The Nāga-kings escorted within the Abode of the Nāgas the Congregation of Monks presided over by the Buddha, listened all night long to a discourse on the Law delivered by the Teacher, and on the following day served the Congregation of Monks presided over by the Buddha with celestial food both hard and soft. After delivering the address of thanksgiving, the Teacher departed from the Abode of the Nāgas, and with five hundred boats crossed the river Ganges, honored by the deities of all the Cakkavāḷas. The king came forth to meet the Teacher, assisted him to disembark from the boat, and rendering him honor double that bestowed upon him by the Licchavi princes when he arrived, conducted him in the same way as before in five days to Rājagaha. {3.445}

On the following day, after the monks had returned from their rounds for alms, as they sat together in the evening in the Hall of Truth, they began the following discussion: “Oh, how great is the supernatural power of the Buddhas! Oh, how firm is the faith of gods and men in the Teacher! For a distance of eight leagues along the Ganges, both on this side of the river and on the other side, because of [30.174] their faith in the Buddha, kings rendered smooth the surface of the earth and sprinkled sand, and spread flowers of various kinds knee-deep; through the supernatural power of the Nāgas the surface of the Ganges was covered with lotuses of the five kinds; as far as the highest heaven parasol after parasol was raised aloft; the whole round world was, as it were, uninterrupted decoration and holiday.”
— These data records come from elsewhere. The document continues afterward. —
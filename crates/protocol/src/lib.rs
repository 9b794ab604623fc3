//! Kefu Protocol - wire types for the customer-service realtime channel
//!
//! This crate contains the JSON frames exchanged between the kefu console and
//! the chat backend over a single WebSocket:
//! - Inbound frames (`ServerMessage`, tagged by `type`)
//! - Outbound frames (`ClientFrame`)
//! - Presence vocabulary shared by both directions
//!
//! # Design Principles
//!
//! 1. **Minimal dependencies** - Only serde, serde_json, and thiserror
//! 2. **No business logic** - Pure data types, serialization, and identity keys
//! 3. **Tolerant decoding** - unknown `type` tags decode to an untyped body

pub mod frame;
pub mod messages;
pub mod types;

pub use frame::{decode_frame, DecodeError, DecodedFrame, FrameBody};
pub use messages::{ChatMessage, ClientFrame, ServerMessage, HEARTBEAT_FRAME_TYPE};
pub use types::{PresenceStatus, PresenceUser};
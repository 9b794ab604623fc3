//! Connection task.
//!
//! One task per client owns every piece of mutable session state: the live
//! transport, reconnect policy, heartbeat, batcher, dispatcher, outbound queue
//! and pending requests. Handles talk to it through [`Command`]s. Timers are
//! stored deadlines raced in a single `select!`, so tearing down is a matter of
//! clearing fields.

use std::collections::VecDeque;
use std::future::Future;
use std::pin::Pin;
use std::sync::Arc;

use kefu_protocol::{decode_frame, ClientFrame, PresenceUser, ServerMessage};
use tokio::sync::{mpsc, oneshot, watch};
use tokio::time::{sleep_until, Instant};

use super::backoff::ReconnectPolicy;
use super::batcher::{BatcherConfig, InboundMessage, MessageBatcher, PushOutcome};
use super::dispatcher::Dispatcher;
use super::heartbeat::{HeartbeatMonitor, HeartbeatTick};
use super::transport::{Connector, Socket, SocketEvent, TransportConnection, ABNORMAL_CLOSURE};
use crate::clock::{wire_timestamp, ClockPort};
use crate::config::{ClientConfig, ConnectionTarget};
use crate::error::{ClientError, TransportError};
use crate::messaging::{ClientEvent, ConnectionState, EventEmitter, PendingRequests, RequestResult};

/// What happened to a frame handed to [`crate::RealtimeClient::send`].
#[derive(Debug, Clone, Copy, PartialEq, Eq)]
pub enum SendOutcome {
    /// Written to the live socket
    Sent,
    /// Held until the connection opens
    Queued,
    /// The outbound queue was full; the frame was discarded
    Dropped,
    /// Not connected and not about to be; the frame was discarded
    NotConnected,
}

/// Point-in-time view of the session, for status displays.
#[derive(Debug, Clone, PartialEq, Eq)]
pub struct SessionSnapshot {
    pub state: ConnectionState,
    pub reconnect_attempts: u32,
    pub last_error: Option<String>,
    pub queued_frames: usize,
    pub pending_requests: usize,
}

/// Messages from client handles to the connection task.
#[derive(Debug)]
pub(crate) enum Command {
    Connect,
    Reconnect,
    Send {
        frame: ClientFrame,
        reply: oneshot::Sender<SendOutcome>,
    },
    Request {
        request_id: String,
        frame: ClientFrame,
        reply: oneshot::Sender<RequestResult>,
    },
    CancelRequest {
        request_id: String,
    },
    Close {
        code: u16,
        reason: String,
        reply: Option<oneshot::Sender<()>>,
    },
    Presence(oneshot::Sender<Vec<PresenceUser>>),
    Snapshot(oneshot::Sender<SessionSnapshot>),
}

type ConnectFuture = Pin<Box<dyn Future<Output = (u64, Result<Socket, TransportError>)> + Send>>;

/// One iteration's worth of work, produced by the `select!` in [`Session::run`].
enum Step {
    Command(Command),
    Shutdown,
    ConnectResult(u64, Result<Socket, TransportError>),
    Socket(u64, SocketEvent),
    FlushBatch,
    HeartbeatTick,
    ReconnectDue,
}

pub(crate) struct Session {
    config: ClientConfig,
    target: ConnectionTarget,
    connector: Arc<dyn Connector>,
    clock: Arc<dyn ClockPort>,
    emitter: EventEmitter,
    state: watch::Sender<ConnectionState>,
    commands: mpsc::UnboundedReceiver<Command>,

    /// Bumped for every connect attempt; events from older transports are ignored.
    generation: u64,
    connecting: Option<ConnectFuture>,
    transport: Option<TransportConnection>,

    policy: ReconnectPolicy,
    reconnect_at: Option<Instant>,
    heartbeat: HeartbeatMonitor,
    batcher: MessageBatcher,
    dispatcher: Dispatcher,
    outbound: VecDeque<ClientFrame>,
    pending: PendingRequests,
    last_error: Option<String>,
}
The Teacher drew near and asked them, “Monks, what is it that you are discussing now as you sit here together?” When they told him, he said, “Monks, it is not true that honors and offerings have accrued to me through my supernatural power as Buddha, or through the supernatural power of Nāgas and deities and Brahmā; on the contrary it is through the supernatural power of a slight offering I made in a previous state of existence that these honors and offerings have accrued to me.” Thereupon the monks asked him what he meant; and in response to their request to make the matter plain, he related the following

1 a. Story of the Past: The Brahman Saṁkha

Once upon a time, long, long ago, there dwelt at Takkasilā a Brahman named Saṁkha, and he had a son named Susīma, a youth about sixteen years of age. One day Susīma went to his father and said to him, “My dear father, I wish to go to Benāres and rehearse the Sacred Word.” His father said to him, “Very well, my dear son; such and such a Brahman is a friend of mine; {3.446} go and study under him.” “Very well,” replied the son, accepting the suggestion. In due course he reached Benāres, approached that Brahman, and told him that his father had sent him to him.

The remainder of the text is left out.